Am Sonntag starteten wir mit einer kurzen Wiederholung und dann beschäftigten wir uns mit Kata. Wir sind alle Heian Katas gelaufen und er hat uns auf typische Probleme hingewiesen und recht wertvolle Tips gegeben, wie wir mit einfachen Mitteln das Niveau jeder Kata steigern können.
Dann hat er uns eine neue Kata beigebracht. Eine sehr alte Kata, die sein Sensei Asai trainiert hat und auf „Kranich Techniken“ basiert. Die Kata heisst Kakioku Sandan. So wie ich das verstanden habe ist es eine sehr alte Kata aus Okinawa. Es wird viel mit offenen Händen gearbeitet … mit den Flügelspitzen des Kranichs. Andre Sensei meinte, dass sich die Kata besonders gut eignen würde, Lockerheit und Schnelligkeit zu trainieren.
In der letzten Einheit hat Andre Sensei noch einige Anwendungen demonstriert, die mich beeindruckt haben. Im Grunde waren es – und das hat er auch immer betont – Grundtechniken, die wir alle trainieren. Er hat diese Techniken in einen anderen Kontext gesetzt und damit den Horizont erweitert.

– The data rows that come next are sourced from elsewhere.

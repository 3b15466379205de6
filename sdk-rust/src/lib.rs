mod accumulator;
mod client_utils;
mod errors;
pub mod google;
mod language_model;
pub mod relay;
pub mod sdk_test;
mod types;

pub use accumulator::StreamAccumulator;
pub use errors::*;
pub use language_model::{LanguageModel, LanguageModelStream};
pub use relay::{ContactSubmission, FormRelay, RelayResponse};
pub use types::*;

Am Ende des Lehrgangs ging er durch jede Reihe und hat jeden Teilnehmer mit einem Handschlag verabschiedet. Das hat mir gut gefallen.
Fazit: Ich habe an diesem Wochenende Karate erlebt, wie ich es mir vorstelle. Vorgelebt von einem super Trainier mit einer ganz tollen Ausstrahlung. Wer einmal die Chance hat, einen Lehrgang mit ihm zu besuchen, sollte es tun. Er hat sehr viel erklärt und ich muss das alles erst einmal verarbeiten. Er hat ein enormes Wissen über viele Aspekte jeder einzelnen Technik. Und er hat uns nun ein paar praktische Tips mitgegeben, mit denen wir unser Karate ein wenig verbessern können. Daran werde ich nun in Zukunft arbeiten.